» **WORK TO BE COMPLETED**
From the data below, return all lines holding the string "Authorization".

[Stored data]
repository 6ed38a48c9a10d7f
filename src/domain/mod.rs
pub mod admission;
pub mod device;
pub mod error;
pub mod geofence;
pub mod ledger;
use crate::model::attendance::AttendanceRecord;

use super::error::DomainError;

/// Ordering gate for check-out against the day's record.
///
/// Check-in itself has no gate: a repeated check-in overwrites the earlier
/// one (documented permissive behavior, kept so a check-in can be corrected).
/// Check-out requires a prior check-in and refuses to run twice.
pub fn ensure_can_check_out(existing: Option<&AttendanceRecord>) -> Result<(), DomainError> {
    match existing {
        None => Err(DomainError::NoCheckIn),
        Some(rec) if rec.check_in.is_none() => Err(DomainError::NoCheckIn),
        Some(rec) if rec.check_out.is_some() => Err(DomainError::AlreadyCheckedOut),
        Some(_) => Ok(()),
    }
}

#[cfg(test)]
mod tests {
    use super::*;
    use chrono::{NaiveDate, NaiveDateTime};

    fn record(
        check_in: Option<NaiveDateTime>,
        check_out: Option<NaiveDateTime>,
    ) -> AttendanceRecord {
        AttendanceRecord {
            id: 1,
            employee_id: 1,
            date: NaiveDate::from_ymd_opt(2026, 8, 24).unwrap(),
            check_in,
            check_in_lat: check_in.map(|_| 28.7041),
            check_in_lon: check_in.map(|_| 77.1025),
            check_out,
            check_out_lat: check_out.map(|_| 28.7041),
            check_out_lon: check_out.map(|_| 77.1025),
            photo_ref: None,
        }
    }

    fn at(h: u32, m: u32) -> NaiveDateTime {
        NaiveDate::from_ymd_opt(2026, 8, 24)
            .unwrap()
            .and_hms_opt(h, m, 0)
            .unwrap()
    }

    #[test]
    fn check_out_without_any_record_fails() {
        assert_eq!(ensure_can_check_out(None), Err(DomainError::NoCheckIn));
    }

    #[test]
    fn check_out_with_unset_check_in_fails() {
        let rec = record(None, None);
        assert_eq!(
            ensure_can_check_out(Some(&rec)),
            Err(DomainError::NoCheckIn)
        );
    }

    #[test]
    fn check_out_after_check_in_is_allowed_once() {
        let open = record(Some(at(9, 0)), None);
        assert_eq!(ensure_can_check_out(Some(&open)), Ok(()));

        let closed = record(Some(at(9, 0)), Some(at(17, 30)));
        assert_eq!(
            ensure_can_check_out(Some(&closed)),
            Err(DomainError::AlreadyCheckedOut)
        );
    }
}
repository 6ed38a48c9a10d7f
use crate::auth::auth::AuthUser;
use crate::auth::jwt::verify_token;
use crate::config::Config;
use crate::model::role::Role;
use actix_web::middleware::Next;
use actix_web::{
    Error, HttpMessage, HttpResponse,
    body::BoxBody,
    dev::{ServiceRequest, ServiceResponse},
    web::Data,
};
use serde_json::json;

pub async fn auth_middleware(
    req: ServiceRequest,
    next: Next<BoxBody>,
) -> Result<ServiceResponse<BoxBody>, Error> {
    let config = req
        .app_data::<Data<Config>>()
        .ok_or_else(|| actix_web::error::ErrorInternalServerError("App config missing"))?;

    let header_value = match req.headers().get("Authorization") {
        Some(h) => h.to_str().map_err(|_| {
            actix_web::error::ErrorUnauthorized(
                json!({"error": "Invalid Authorization header encoding"}),
            )
        })?,
        None => {
            let resp =
                HttpResponse::Unauthorized().json(json!({"error": "Missing Authorization header"}));
            return Ok(req.into_response(resp.map_into_boxed_body()));
        }
    };

    let token = match header_value.strip_prefix("Bearer ") {
        Some(t) => t,
        None => {
            let resp = HttpResponse::Unauthorized()
                .json(json!({"error": "Authorization header must start with Bearer"}));
            return Ok(req.into_response(resp.map_into_boxed_body()));
        }
    };

    let claims = match verify_token(token, &config.jwt_secret) {
        Ok(c) => c,
        Err(e) => {
            let resp = HttpResponse::Unauthorized()
                .json(json!({"error": "Invalid or expired token", "details": e}));
            return Ok(req.into_response(resp.map_into_boxed_body()));
        }
    };

    let role = match Role::from_id(claims.role) {
        Some(role) => role,
        None => {
            let resp = HttpResponse::Unauthorized().json(json!({"error": "Invalid role"}));
            return Ok(req.into_response(resp.map_into_boxed_body()));
        }
    };

    let auth_user = AuthUser {
        user_id: claims.user_id,
        username: claims.sub,
        role,
        employee_id: claims.employee_id,
    };

    req.extensions_mut().insert(auth_user);

    next.call(req).await
}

» **WRITTEN SOLUTION**
    let header_value = match req.headers().get("Authorization") {
                json!({"error": "Invalid Authorization header encoding"}),
                HttpResponse::Unauthorized().json(json!({"error": "Missing Authorization header"}));
                .json(json!({"error": "Authorization header must start with Bearer"}));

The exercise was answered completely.